Back on the Horse

Thursday, September 11, 2014

My first best friend's name was Kristen, and she and I met in preschool. In fact, for the first couple years of our friendship, I didn't call her "Kristen" or "Kris," as she preferred. I consistently referred to her as "my best friend Kristen". (This is something that my family will never let me forget.) Kristen has always been an animal lover, but her favorite animal by far? Horses. The girl was horse-obsessed. Still is, in fact! Anyway, when we were in elementary school, we somehow got enrolled in summer camp, despite the fact that I am the least outdoorsy person known to man, woman, and child. The second week of camp was regular day camp, but the first week was horseback riding camp. I guess someone thought this was a good idea. 

Turns out, I am terrified of horses. Whoops.

I spent the entire week being terrified that I was going to get run over by a horse. I have very few memories of that week, except for the time one of the horses took off in a flat-out run with a camper on his back. I did not want to get on my horse, but I did.

I'm still terrified of horses, by the way. Kristen has been kicked in the face by her own horses, and  a few years ago, my mom (who used to ride all the time in her 20's) fell off of a horse and broke her clavicle. I am just not meant to mess around with horses.

Contrary to what you may think, this post isn't about horses though. Not actual horses. 

Today I got my exam scores back for 3 of the 4 exams we took last Friday. It was... good, bad, and ugly, as expected. Actually, I did way better on the genetics exam than I thought I would, and about as well as I expected on histology, but biochem was an unmitigated disaster. We haven't gotten our physio grades yet, but I will be absolutely floored if I didn't do well. Regardless, this sinking feeling in the pit of my stomach won't go away until I know for sure. 

Anyway, 22-year-old Alison, the one who went to med school 6 years ago, would have been wrecked by this news. In fact, I was completely nonfunctional after I found out that I had failed my first physio exam at NSU. I basically gave up, crawled into bed, and ate crappy food, ignoring the fact that none of that was going to help me not fail the next exam. It sounds stupid, but it was all I could do. If you've read around these parts before, you know that I eventually crashed and burned, and the ghost of that experience still haunts me. (See also: Why Alison believes wholeheartedly in therapy.) 

28-year-old Alison is not going to crash and burn. I am not going to give up and crawl into bed, never to be seen again. I can't. There are 4 more exams left for biochem for the year, and the biggest one is the third one. I can't let this happen again. After getting my grade, I immediately emailed the professor and I have an appointment to meet with him at 9 am on Monday. I texted my tutor and we're going to set up a time to meet next week (and I plan to schedule future sessions with her). I am going to do practice questions until I am blue in the face. 

I can do this. I am going to get back on the biochem horse. I am more afraid of failing and crashing and burning than I am of actual horses, but as I often say, "You can be afraid and you can do it anyway." I am bigger than one exam grade, I am more than one exam grade. And as my friend and classmate Julianne texted me:

"Don't worry about your biochem grade. It in no way describes how awesome of a person you are and the amazing doctor you'll be."
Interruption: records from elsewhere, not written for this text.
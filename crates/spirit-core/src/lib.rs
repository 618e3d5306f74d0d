//! # spirit-core
//!
//! Core of Machine Spirit: the `~/.machine_spirit/` directory layout, the
//! flat `config.ini` key/value store, the self-model and the conversation
//! orchestrator.
//!
//! - **`domain`** – Pure path computations ([`DataLayout`], [`Subdir`]), the
//!   `key=value` line format, and [`SelfModel`].
//! - **`infrastructure`** – Home directory lookup, directory creation, the
//!   file-backed [`ConfigStore`] and the JSON [`SelfStateStore`].
//! - **`application`** – [`SpiritContext`], built once at startup and passed
//!   to the rest of the program instead of process-wide globals, and the
//!   [`Orchestrator`] that handles chat messages.

pub mod application;
pub mod domain;
pub mod infrastructure;

pub use application::context::{ContextError, SpiritContext};
pub use application::orchestrator::{
    ChatMessage, ChatResponse, Orchestrator, OrchestratorConfig, Plan, PlanStep, Role,
};
pub use domain::layout::{DataLayout, Subdir, CONFIG_FILE_NAME, ROOT_DIR_NAME};
pub use domain::self_model::{
    Confidence, ConversationMode, EpistemicSnapshot, LightweightSnapshot, Metadata, SelfModel,
    SelfSnapshot, UnknownMode,
};
pub use infrastructure::storage::config::{ConfigError, ConfigStore};
pub use infrastructure::storage::directories::{
    home_dir, initialize_layout, LayoutError, HOME_ENV_VAR,
};
pub use infrastructure::storage::self_state::{SelfStateError, SelfStateStore, SELF_MODEL_FILE_NAME};
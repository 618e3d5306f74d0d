//! Startup context owning the data layout and the config store.
//!
//! Build one [`SpiritContext`] at startup and pass it (or references to its
//! parts) to whatever needs paths or settings.  Tests build isolated contexts
//! with [`SpiritContext::bootstrap_in`] pointing at a temporary home.

use std::path::Path;

use thiserror::Error;
use tracing::info;

use crate::domain::layout::DataLayout;
use crate::infrastructure::storage::config::{ConfigError, ConfigStore};
use crate::infrastructure::storage::directories::{home_dir, initialize_layout, LayoutError};
use crate::infrastructure::storage::self_state::SelfStateStore;

/// Failure while bootstrapping the context.
#[derive(Debug, Error)]
pub enum ContextError {
    /// Home directory lookup or directory creation failed.
    #[error(transparent)]
    Layout(#[from] LayoutError),

    /// `config.ini` could not be read or created.
    #[error(transparent)]
    Config(#[from] ConfigError),
}

/// Initialized data layout plus loaded configuration.
#[derive(Debug)]
pub struct SpiritContext {
    layout: DataLayout,
    config: ConfigStore,
}

impl SpiritContext {
    /// Resolves the home directory from the environment, creates the data
    /// directories, and loads `config.ini`.
    ///
    /// # Errors
    ///
    /// Returns [`ContextError::Layout`] if the home directory is unresolvable
    /// or a directory cannot be created, and [`ContextError::Config`] if the
    /// config file cannot be read or created.
    pub fn bootstrap() -> Result<Self, ContextError> {
        let home = home_dir()?;
        Self::bootstrap_in(&home)
    }

    /// Same as [`SpiritContext::bootstrap`] with an explicit home directory.
    ///
    /// # Errors
    ///
    /// See [`SpiritContext::bootstrap`].
    pub fn bootstrap_in(home: &Path) -> Result<Self, ContextError> {
        Self::from_layout(DataLayout::under_home(home))
    }

    /// Initializes `layout` on disk and loads its config file.
    ///
    /// # Errors
    ///
    /// See [`SpiritContext::bootstrap`].
    pub fn from_layout(layout: DataLayout) -> Result<Self, ContextError> {
        initialize_layout(&layout)?;
        let config = ConfigStore::load(layout.config_file())?;
        info!(
            "context ready: root={} entries={}",
            layout.root().display(),
            config.len()
        );
        Ok(Self { layout, config })
    }

    /// The initialized directory layout.
    pub fn layout(&self) -> &DataLayout {
        &self.layout
    }

    /// The loaded configuration store.
    pub fn config(&self) -> &ConfigStore {
        &self.config
    }

    /// Mutable access for [`ConfigStore::set`].
    pub fn config_mut(&mut self) -> &mut ConfigStore {
        &mut self.config
    }

    /// Store for the self-model under `memory/`.
    pub fn self_state_store(&self) -> SelfStateStore {
        SelfStateStore::for_layout(&self.layout)
    }
}

// ── Tests ─────────────────────────────────────────────────────────────────────

#[cfg(test)]
mod tests {
    use super::*;
    use crate::domain::layout::Subdir;
    use std::path::PathBuf;
    use uuid::Uuid;

    fn temp_home() -> PathBuf {
        std::env::temp_dir().join(format!("spirit_ctx_test_{}", Uuid::new_v4()))
    }

    #[test]
    fn test_bootstrap_in_creates_layout_and_config_file() {
        // Arrange
        let home = temp_home();

        // Act
        let ctx = SpiritContext::bootstrap_in(&home).expect("bootstrap");

        // Assert
        assert_eq!(ctx.layout().root(), home.join(".machine_spirit"));
        assert!(Subdir::ALL.iter().all(|d| ctx.layout().subdir(*d).is_dir()));
        assert!(ctx.layout().config_file().is_file());
        assert!(ctx.config().is_empty());
        assert_eq!(ctx.config().path(), ctx.layout().config_file());

        std::fs::remove_dir_all(&home).ok();
    }

    #[test]
    fn test_config_mut_changes_survive_rebootstrap() {
        // Arrange
        let home = temp_home();
        let mut ctx = SpiritContext::bootstrap_in(&home).expect("bootstrap");

        // Act
        ctx.config_mut().set("volume", "7").expect("set");
        drop(ctx);
        let restarted = SpiritContext::bootstrap_in(&home).expect("rebootstrap");

        // Assert
        assert_eq!(restarted.config().get("volume"), Some("7"));

        std::fs::remove_dir_all(&home).ok();
    }

    #[test]
    fn test_self_state_store_lives_in_memory_dir() {
        let home = temp_home();
        let ctx = SpiritContext::bootstrap_in(&home).expect("bootstrap");

        let store = ctx.self_state_store();

        assert_eq!(store.path(), ctx.layout().memory().join("self_model.json"));
        assert!(store.path().parent().is_some_and(Path::is_dir));

        std::fs::remove_dir_all(&home).ok();
    }

    #[test]
    fn test_bootstrap_in_blocked_root_is_layout_error() {
        let home = temp_home();
        std::fs::create_dir_all(&home).unwrap();
        std::fs::write(home.join(".machine_spirit"), "file").unwrap();

        let result = SpiritContext::bootstrap_in(&home);

        assert!(matches!(result, Err(ContextError::Layout(LayoutError::CreateDir { .. }))));

        std::fs::remove_dir_all(&home).ok();
    }
}
//! Infrastructure layer: file-system and environment adapters.
//!
//! **Dependency rule**: this layer may depend on `domain`, but MUST NOT be
//! imported by it.

pub mod storage;
//! Flat `key=value` configuration store backed by `config.ini`.
//!
//! The whole file is read into memory once by [`ConfigStore::load`] and
//! rewritten in full on every [`ConfigStore::set`].  The file format is
//! described in [`crate::domain::entries`].
//!
//! # First run
//!
//! When the file does not exist yet, `load` writes an empty file and starts
//! with no entries.  A file that exists but cannot be read is an error, not
//! a first run: treating a permission problem as "no settings" would hide
//! the user's configuration and overwrite it on the next `set`.
//!
//! # Missing versus empty
//!
//! [`ConfigStore::get`] distinguishes an absent key (`None`) from a key set
//! to the empty string (`Some("")`).  [`ConfigStore::get_or_empty`] folds both
//! into `""` for callers that do not care.

use std::path::{Path, PathBuf};

use thiserror::Error;
use tracing::{debug, info, warn};

use crate::domain::entries::{parse_entries, render_entries, Entries};

/// Error type for configuration file operations.
#[derive(Debug, Error)]
pub enum ConfigError {
    /// The config file exists but could not be read.
    #[error("failed to load config from {path}: {source}")]
    Load {
        path: PathBuf,
        #[source]
        source: std::io::Error,
    },

    /// The config file or its directory could not be written.
    #[error("failed to save config to {path}: {source}")]
    Save {
        path: PathBuf,
        #[source]
        source: std::io::Error,
    },
}

/// In-memory view of `config.ini`, mirrored to disk on every mutation.
#[derive(Debug, Clone)]
pub struct ConfigStore {
    path: PathBuf,
    values: Entries,
}

impl ConfigStore {
    /// Opens the store at `path`, creating an empty file on first run.
    ///
    /// # Errors
    ///
    /// Returns [`ConfigError::Load`] if the file exists but cannot be read,
    /// and [`ConfigError::Save`] if the first-run file cannot be created.
    pub fn load(path: impl Into<PathBuf>) -> Result<Self, ConfigError> {
        let mut store = Self {
            path: path.into(),
            values: Entries::new(),
        };
        store.reload()?;
        Ok(store)
    }

    /// Replaces the in-memory entries with the file's current content.
    ///
    /// If the file has disappeared the store starts over empty and writes an
    /// empty file.  On a read error the in-memory entries are left as they
    /// were, so a later [`ConfigStore::set`] cannot overwrite the file with a
    /// partial mapping.
    ///
    /// # Errors
    ///
    /// See [`ConfigStore::load`].
    pub fn reload(&mut self) -> Result<(), ConfigError> {
        let content = match std::fs::read(&self.path) {
            Ok(content) => content,
            Err(e) if e.kind() == std::io::ErrorKind::NotFound => {
                info!("no config at {}, creating an empty one", self.path.display());
                self.values.clear();
                return self.save();
            }
            Err(source) => {
                return Err(ConfigError::Load {
                    path: self.path.clone(),
                    source,
                })
            }
        };

        let parsed = parse_entries(&content);
        if parsed.skipped > 0 {
            warn!(
                "skipped {} line(s) without '=' in {}",
                parsed.skipped,
                self.path.display()
            );
        }
        if parsed.lossy > 0 {
            warn!(
                "{} line(s) in {} are not valid UTF-8; invalid bytes were replaced",
                parsed.lossy,
                self.path.display()
            );
        }
        debug!(
            "loaded {} config entries from {}",
            parsed.entries.len(),
            self.path.display()
        );
        self.values = parsed.entries;
        Ok(())
    }

    /// Writes every entry to disk, replacing the previous file content.
    ///
    /// The parent directory is created if it is missing.
    ///
    /// # Errors
    ///
    /// Returns [`ConfigError::Save`] on any file-system failure.
    pub fn save(&self) -> Result<(), ConfigError> {
        if let Some(dir) = self.path.parent() {
            std::fs::create_dir_all(dir).map_err(|source| ConfigError::Save {
                path: dir.to_path_buf(),
                source,
            })?;
        }

        std::fs::write(&self.path, render_entries(&self.values)).map_err(|source| {
            ConfigError::Save {
                path: self.path.clone(),
                source,
            }
        })?;
        debug!("saved {} config entries to {}", self.values.len(), self.path.display());
        Ok(())
    }

    /// Returns the value for `key`, or `None` if it was never set.
    pub fn get(&self, key: &str) -> Option<&str> {
        self.values.get(key).map(String::as_str)
    }

    /// Returns the value for `key`, or `""` if it is absent.
    ///
    /// An absent key and a key explicitly set to `""` look the same here; use
    /// [`ConfigStore::get`] when the difference matters.
    pub fn get_or_empty(&self, key: &str) -> &str {
        self.get(key).unwrap_or_default()
    }

    /// Inserts or replaces `key` and immediately rewrites the file.
    ///
    /// A trailing `\r` in `value` is read back as part of the line terminator,
    /// so such a value reloads without it.
    ///
    /// If saving fails the new value stays in memory and the error is
    /// returned, so memory and disk differ until the next successful save.
    ///
    /// # Errors
    ///
    /// Returns [`ConfigError::Save`] if the file cannot be written.
    pub fn set(&mut self, key: impl Into<String>, value: impl Into<String>) -> Result<(), ConfigError> {
        let key = key.into();
        debug!("setting config key {key:?}");
        self.values.insert(key, value.into());
        self.save()
    }

    /// Whether `key` has been set, including to the empty string.
    pub fn contains(&self, key: &str) -> bool {
        self.values.contains_key(key)
    }

    /// Number of entries.
    pub fn len(&self) -> usize {
        self.values.len()
    }

    /// Whether the store holds no entries.
    pub fn is_empty(&self) -> bool {
        self.values.is_empty()
    }

    /// Entries in key order.
    pub fn entries(&self) -> impl Iterator<Item = (&str, &str)> {
        self.values.iter().map(|(k, v)| (k.as_str(), v.as_str()))
    }

    /// Location of the backing file.
    pub fn path(&self) -> &Path {
        &self.path
    }
}

// ── Tests ─────────────────────────────────────────────────────────────────────

#[cfg(test)]
mod tests {
    use super::*;
    use uuid::Uuid;

    fn temp_dir() -> PathBuf {
        std::env::temp_dir().join(format!("spirit_config_test_{}", Uuid::new_v4()))
    }

    #[test]
    fn test_load_missing_file_creates_empty_file() {
        // Arrange
        let dir = temp_dir();
        let path = dir.join("nested").join("config.ini");

        // Act
        let store = ConfigStore::load(&path).expect("load");

        // Assert
        assert!(store.is_empty());
        assert!(path.is_file(), "first run must create the file");
        assert_eq!(std::fs::read_to_string(&path).unwrap(), "");

        // Cleanup
        std::fs::remove_dir_all(&dir).ok();
    }

    #[test]
    fn test_get_unset_key_is_none_and_empty() {
        let dir = temp_dir();
        let store = ConfigStore::load(dir.join("config.ini")).expect("load");

        assert_eq!(store.get("nonexistent"), None);
        assert_eq!(store.get_or_empty("nonexistent"), "");

        std::fs::remove_dir_all(&dir).ok();
    }

    #[test]
    fn test_empty_value_is_distinguishable_only_through_get() {
        // Arrange
        let dir = temp_dir();
        let mut store = ConfigStore::load(dir.join("config.ini")).expect("load");

        // Act
        store.set("blank", "").expect("set");

        // Assert
        assert_eq!(store.get("blank"), Some(""));
        assert_eq!(store.get("missing"), None);
        assert_eq!(store.get_or_empty("blank"), store.get_or_empty("missing"));

        std::fs::remove_dir_all(&dir).ok();
    }

    #[test]
    fn test_set_writes_file_immediately() {
        // Arrange
        let dir = temp_dir();
        let path = dir.join("config.ini");
        let mut store = ConfigStore::load(&path).expect("load");

        // Act
        store.set("theme", "dark").expect("set");

        // Assert
        assert_eq!(std::fs::read_to_string(&path).unwrap(), "theme=dark\n");

        std::fs::remove_dir_all(&dir).ok();
    }

    #[test]
    fn test_set_overwrite_keeps_single_line() {
        // Arrange
        let dir = temp_dir();
        let path = dir.join("config.ini");
        let mut store = ConfigStore::load(&path).expect("load");

        // Act
        store.set("k", "a").expect("set a");
        store.set("k", "b").expect("set b");

        // Assert
        let content = std::fs::read_to_string(&path).unwrap();
        assert_eq!(content.lines().filter(|l| l.starts_with("k=")).count(), 1);
        assert_eq!(store.get("k"), Some("b"));

        std::fs::remove_dir_all(&dir).ok();
    }

    #[test]
    fn test_load_existing_file_skips_malformed_lines() {
        // Arrange
        let dir = temp_dir();
        std::fs::create_dir_all(&dir).unwrap();
        let path = dir.join("config.ini");
        std::fs::write(&path, "theme=dark\ngarbage_line_no_equals\nvolume=7\n").unwrap();

        // Act
        let store = ConfigStore::load(&path).expect("load");

        // Assert
        assert_eq!(store.len(), 2);
        assert_eq!(store.get("theme"), Some("dark"));
        assert_eq!(store.get("volume"), Some("7"));
        assert!(!store.contains("garbage_line_no_equals"));

        std::fs::remove_dir_all(&dir).ok();
    }

    #[test]
    fn test_load_unreadable_path_is_load_error() {
        // Arrange: a directory where the file should be cannot be read as text
        let dir = temp_dir();
        let path = dir.join("config.ini");
        std::fs::create_dir_all(&path).unwrap();

        // Act
        let result = ConfigStore::load(&path);

        // Assert
        match result {
            Err(ConfigError::Load { path: p, .. }) => assert_eq!(p, path),
            other => panic!("expected ConfigError::Load, got {other:?}"),
        }

        std::fs::remove_dir_all(&dir).ok();
    }

    #[test]
    fn test_set_with_blocked_parent_is_save_error_and_keeps_value() {
        // Arrange: replace the parent directory with a regular file
        let dir = temp_dir();
        let parent = dir.join("sub");
        let mut store = ConfigStore::load(parent.join("config.ini")).expect("load");
        std::fs::remove_dir_all(&parent).unwrap();
        std::fs::write(&parent, "file").unwrap();

        // Act
        let result = store.set("theme", "kept");

        // Assert
        assert!(matches!(result, Err(ConfigError::Save { .. })));
        assert_eq!(store.get("theme"), Some("kept"));

        std::fs::remove_dir_all(&dir).ok();
    }

    #[test]
    fn test_reload_discards_unsaved_memory_and_rereads_disk() {
        // Arrange
        let dir = temp_dir();
        let path = dir.join("config.ini");
        let mut store = ConfigStore::load(&path).expect("load");
        store.set("a", "1").expect("set");
        std::fs::write(&path, "b=2\n").unwrap();

        // Act
        store.reload().expect("reload");

        // Assert
        assert_eq!(store.get("a"), None);
        assert_eq!(store.get("b"), Some("2"));

        std::fs::remove_dir_all(&dir).ok();
    }

    #[test]
    fn test_failed_reload_keeps_entries_so_next_set_preserves_file() {
        // Arrange: a store with two keys, then the file becomes unreadable
        let dir = temp_dir();
        let path = dir.join("config.ini");
        let mut store = ConfigStore::load(&path).expect("load");
        store.set("a", "1").unwrap();
        store.set("b", "2").unwrap();
        std::fs::remove_file(&path).unwrap();
        std::fs::create_dir(&path).unwrap();

        // Act
        let result = store.reload();

        // Assert: the error surfaces and memory is untouched
        assert!(matches!(result, Err(ConfigError::Load { .. })));
        assert_eq!(store.len(), 2);

        // Once writable again, the next set keeps every earlier key
        std::fs::remove_dir(&path).unwrap();
        store.set("z", "9").unwrap();
        assert_eq!(std::fs::read_to_string(&path).unwrap(), "a=1\nb=2\nz=9\n");

        std::fs::remove_dir_all(&dir).ok();
    }

    #[test]
    fn test_load_file_with_invalid_utf8_keeps_valid_entries() {
        // Arrange
        let dir = temp_dir();
        std::fs::create_dir_all(&dir).unwrap();
        let path = dir.join("config.ini");
        std::fs::write(&path, b"theme=dark\nname=caf\xe9\n").unwrap();

        // Act
        let store = ConfigStore::load(&path).expect("invalid UTF-8 must not abort load");

        // Assert
        assert_eq!(store.get("theme"), Some("dark"));
        assert_eq!(store.get("name"), Some("caf\u{FFFD}"));

        std::fs::remove_dir_all(&dir).ok();
    }

    #[test]
    fn test_reload_after_external_edit_with_invalid_utf8_keeps_other_keys() {
        let dir = temp_dir();
        let path = dir.join("config.ini");
        let mut store = ConfigStore::load(&path).expect("load");
        store.set("a", "1").unwrap();
        std::fs::write(&path, b"a=1\nb=2\nc=caf\xe9\n").unwrap();

        store.reload().expect("reload");
        store.set("z", "9").unwrap();

        let reloaded = ConfigStore::load(&path).unwrap();
        assert_eq!(reloaded.get("a"), Some("1"));
        assert_eq!(reloaded.get("b"), Some("2"));
        assert!(reloaded.contains("c"));
        assert_eq!(reloaded.get("z"), Some("9"));

        std::fs::remove_dir_all(&dir).ok();
    }

    #[test]
    fn test_entries_iterate_in_key_order() {
        let dir = temp_dir();
        let mut store = ConfigStore::load(dir.join("config.ini")).expect("load");
        store.set("zeta", "1").unwrap();
        store.set("alpha", "2").unwrap();

        let keys: Vec<&str> = store.entries().map(|(k, _)| k).collect();
        assert_eq!(keys, vec!["alpha", "zeta"]);

        std::fs::remove_dir_all(&dir).ok();
    }
}
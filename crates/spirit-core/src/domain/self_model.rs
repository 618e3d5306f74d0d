//! Machine Spirit's self-model: identity, capabilities, runtime state,
//! behaviour, goals, sensory state, voice, a narrative event log and the most
//! recent epistemic self-assessment.
//!
//! The model does no I/O.  It derives `Serialize`/`Deserialize` so the
//! infrastructure layer can persist it (see
//! `infrastructure::storage::self_state`) and so callers can export the
//! [`SelfSnapshot`] or the reduced [`LightweightSnapshot`] as JSON.
//!
//! Every struct is `#[serde(default)]`, so a snapshot written by an older
//! build that lacks newer fields still loads.

use std::fmt;
use std::str::FromStr;
use std::time::{SystemTime, UNIX_EPOCH};

use serde::{Deserialize, Serialize};
use serde_json::{Map, Value};
use thiserror::Error;

/// Number of most recent narrative events included in a [`SelfSnapshot`].
pub const NARRATIVE_EXPORT_LIMIT: usize = 50;

/// Number of narrative events kept in memory; older events are dropped.
pub const NARRATIVE_RETENTION: usize = 1000;

/// Free-form metadata attached to events and messages.
pub type Metadata = Map<String, Value>;

/// Seconds since the Unix epoch, as a float.
pub fn unix_timestamp() -> f64 {
    SystemTime::now()
        .duration_since(UNIX_EPOCH)
        .map(|d| d.as_secs_f64())
        .unwrap_or_default()
}

// ── Conversation mode ─────────────────────────────────────────────────────────

/// Operational mode for a conversation.
#[derive(Debug, Clone, Copy, PartialEq, Eq, Hash, Default, Serialize, Deserialize)]
pub enum ConversationMode {
    #[default]
    #[serde(rename = "default")]
    Default,
    #[serde(rename = "DEV")]
    Dev,
    #[serde(rename = "OPS")]
    Ops,
    #[serde(rename = "STORY")]
    Story,
    #[serde(rename = "ANALYST")]
    Analyst,
}

/// Error returned when parsing an unknown mode name.
#[derive(Debug, Error, PartialEq, Eq)]
#[error("unknown conversation mode {0:?} (expected default, DEV, OPS, STORY or ANALYST)")]
pub struct UnknownMode(pub String);

impl ConversationMode {
    pub const ALL: [ConversationMode; 5] = [
        ConversationMode::Default,
        ConversationMode::Dev,
        ConversationMode::Ops,
        ConversationMode::Story,
        ConversationMode::Analyst,
    ];

    /// Canonical name, as used on the wire.
    pub fn as_str(self) -> &'static str {
        match self {
            ConversationMode::Default => "default",
            ConversationMode::Dev => "DEV",
            ConversationMode::Ops => "OPS",
            ConversationMode::Story => "STORY",
            ConversationMode::Analyst => "ANALYST",
        }
    }

    /// Tag prepended to replies in this mode; empty for the default mode.
    pub fn reply_prefix(self) -> &'static str {
        match self {
            ConversationMode::Default => "",
            ConversationMode::Dev => "[DEV] ",
            ConversationMode::Ops => "[OPS] ",
            ConversationMode::Story => "[STORY] ",
            ConversationMode::Analyst => "[ANALYST] ",
        }
    }
}

impl fmt::Display for ConversationMode {
    fn fmt(&self, f: &mut fmt::Formatter<'_>) -> fmt::Result {
        f.write_str(self.as_str())
    }
}

impl FromStr for ConversationMode {
    type Err = UnknownMode;

    /// Mode names are matched case-insensitively.
    fn from_str(s: &str) -> Result<Self, Self::Err> {
        Self::ALL
            .into_iter()
            .find(|m| m.as_str().eq_ignore_ascii_case(s))
            .ok_or_else(|| UnknownMode(s.to_string()))
    }
}

// ── Profiles ──────────────────────────────────────────────────────────────────

/// How sure Machine Spirit is about a single response.
#[derive(Debug, Clone, Copy, PartialEq, Eq, Default, Serialize, Deserialize)]
#[serde(rename_all = "lowercase")]
pub enum Confidence {
    #[default]
    Low,
    Medium,
    High,
}

/// Epistemic self-assessment for a single response.
#[derive(Debug, Clone, PartialEq, Default, Serialize, Deserialize)]
#[serde(default)]
pub struct EpistemicSnapshot {
    pub confidence: Confidence,
    pub sources: Vec<String>,
    pub notes: String,
}

/// Core identity; rarely changes.
#[derive(Debug, Clone, PartialEq, Serialize, Deserialize)]
#[serde(default)]
pub struct IdentityProfile {
    pub name: String,
    pub version: String,
    pub build_codename: String,
    pub description: String,
}

impl Default for IdentityProfile {
    fn default() -> Self {
        Self {
            name: "Machine Spirit".to_string(),
            version: "0.0.1".to_string(),
            build_codename: "awakening".to_string(),
            description: "Local autonomous AI being with multimodal perception, creativity and \
                          self-improvement."
                .to_string(),
        }
    }
}

/// What Machine Spirit believes it can do.
#[derive(Debug, Clone, PartialEq, Serialize, Deserialize)]
#[serde(default)]
pub struct CapabilityProfile {
    pub modes: Vec<ConversationMode>,
    pub tools: Vec<String>,
    pub limitations: Vec<String>,
}

impl Default for CapabilityProfile {
    fn default() -> Self {
        Self {
            modes: ConversationMode::ALL.to_vec(),
            tools: Vec::new(),
            limitations: vec![
                "Reasoning core not fully wired yet.".to_string(),
                "Perception modules are stubs.".to_string(),
            ],
        }
    }
}

/// High-level runtime status.
#[derive(Debug, Clone, PartialEq, Serialize, Deserialize)]
#[serde(default)]
pub struct RuntimeStatus {
    pub host_os: Option<String>,
    pub cpu_load: Option<f64>,
    pub memory_usage: Option<f64>,
    pub network_ok: Option<bool>,
    pub last_activity_ts: f64,
    pub current_mode: ConversationMode,
    pub active_sessions: usize,
}

impl Default for RuntimeStatus {
    fn default() -> Self {
        Self {
            host_os: None,
            cpu_load: None,
            memory_usage: None,
            network_ok: None,
            last_activity_ts: unix_timestamp(),
            current_mode: ConversationMode::Default,
            active_sessions: 0,
        }
    }
}

#[derive(Debug, Clone, Copy, PartialEq, Eq, Default, Serialize, Deserialize)]
#[serde(rename_all = "lowercase")]
pub enum Verbosity {
    Brief,
    #[default]
    Balanced,
    Detailed,
}

#[derive(Debug, Clone, Copy, PartialEq, Eq, Default, Serialize, Deserialize)]
#[serde(rename_all = "lowercase")]
pub enum HumorLevel {
    None,
    #[default]
    Light,
    Playful,
}

#[derive(Debug, Clone, Copy, PartialEq, Eq, Default, Serialize, Deserialize)]
#[serde(rename_all = "lowercase")]
pub enum Formality {
    Casual,
    #[default]
    Professional,
    Ceremonial,
}

/// How Machine Spirit tends to communicate.
#[derive(Debug, Clone, Copy, PartialEq, Eq, Default, Serialize, Deserialize)]
#[serde(default)]
pub struct BehavioralProfile {
    pub verbosity: Verbosity,
    pub humor_level: HumorLevel,
    pub formality: Formality,
}

/// Short-term and long-term goals, each list free of duplicates.
#[derive(Debug, Clone, PartialEq, Eq, Default, Serialize, Deserialize)]
#[serde(default)]
pub struct GoalState {
    pub session_goals: Vec<String>,
    pub long_term_goals: Vec<String>,
}

/// Aggregated state reported by perception modules.
#[derive(Debug, Clone, PartialEq, Eq, Default, Serialize, Deserialize)]
#[serde(default)]
pub struct SensoryState {
    pub audio_scene: Option<String>,
    pub last_sounds: Vec<String>,
    pub vision_scene: Option<String>,
    pub detected_objects: Vec<String>,
    pub detected_faces: u32,
}

/// Partial sensory update; only `Some` fields are applied.
#[derive(Debug, Clone, Default)]
pub struct SensoryUpdate {
    pub audio_scene: Option<String>,
    pub last_sounds: Option<Vec<String>>,
    pub vision_scene: Option<String>,
    pub detected_objects: Option<Vec<String>>,
    pub detected_faces: Option<u32>,
}

#[derive(Debug, Clone, PartialEq, Eq, Serialize, Deserialize)]
#[serde(default)]
pub struct VoiceProfile {
    pub name: String,
    pub style: String,
    pub pitch: String,
    pub pace: String,
}

impl Default for VoiceProfile {
    fn default() -> Self {
        Self {
            name: "Machine Spirit Default".to_string(),
            style: "calm_technical".to_string(),
            pitch: "medium_low".to_string(),
            pace: "slightly_fast".to_string(),
        }
    }
}

/// One entry of the internal narrative log.
#[derive(Debug, Clone, PartialEq, Serialize, Deserialize)]
pub struct NarrativeEvent {
    pub timestamp: f64,
    pub event_type: String,
    pub description: String,
    #[serde(default)]
    pub metadata: Metadata,
}

// ── Self-model ────────────────────────────────────────────────────────────────

/// Central self-representation of Machine Spirit.
#[derive(Debug, Clone, PartialEq, Default, Serialize, Deserialize)]
#[serde(default)]
pub struct SelfModel {
    pub identity: IdentityProfile,
    pub capabilities: CapabilityProfile,
    pub runtime: RuntimeStatus,
    pub behavior: BehavioralProfile,
    pub goals: GoalState,
    pub sensory: SensoryState,
    pub voice: VoiceProfile,
    pub narrative: Vec<NarrativeEvent>,
    pub last_epistemic: Option<EpistemicSnapshot>,
    message_count: u64,
}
This is such a strange feeling for me; to not be devastated and paralyzed by failure. I spent most of my life until now quantifying my self-worth by my achievements. To be perfectly honest, I still have some of that left in my brain somewhere. I know, intellectually, that I am bigger than one exam grade and that my worth as a human cannot be distilled to numbers on a transcript or letters after my name. It's definitely easier said than done, though, to internalize that intellectual knowledge and to not feel completely defeated and useless by a setback. 

I'm not sure if it's because I'm older (and theoretically "wiser") or because this is the second time around in med school for me, but I can't let this opportunity slip away. While I was studying for my last round of exams, as much as I hated it, I found myself feeling grateful. There are so many people who never get into med school, and I've gotten in not once, but twice. Here, I am part of the 3% of applicants that were accepted to the class of 2018. I don't say that to pat myself on the back. I say this to remind myself that it is a privilege to be here. This is everything I've ever wanted, and I can't let one exam screw that up for me.

Pam makes fun of me because I am so painfully white, yet "Lose Yourself" by Eminem is on my "Get Motivated" playlist. There's a reason for this. When I was in high school, I was in the marching band (#nerdstatus) and we had a great staff of instructors to help us learn the music and the drill and keep us from dying out on the field. One of them quoted "Lose Yourself" before one of our biggest competitions

Look, if you had one shot, or one opportunity
To seize everything you ever wanted. One moment,
Would you capture it, or just let it slip?

You better lose yourself in the music, the moment
You own it, you better never let it go
You only get one shot, do not miss your chance to blow
This opportunity comes once in a lifetime

So, I might be afraid of horses, and I might be afraid of biochem, and I'm definitely afraid of failing and ending up like I did in 2009, scared and broken and mentally checked out. But this is my one shot, and I'm getting back on the horse.

What's the horse you need to get back on?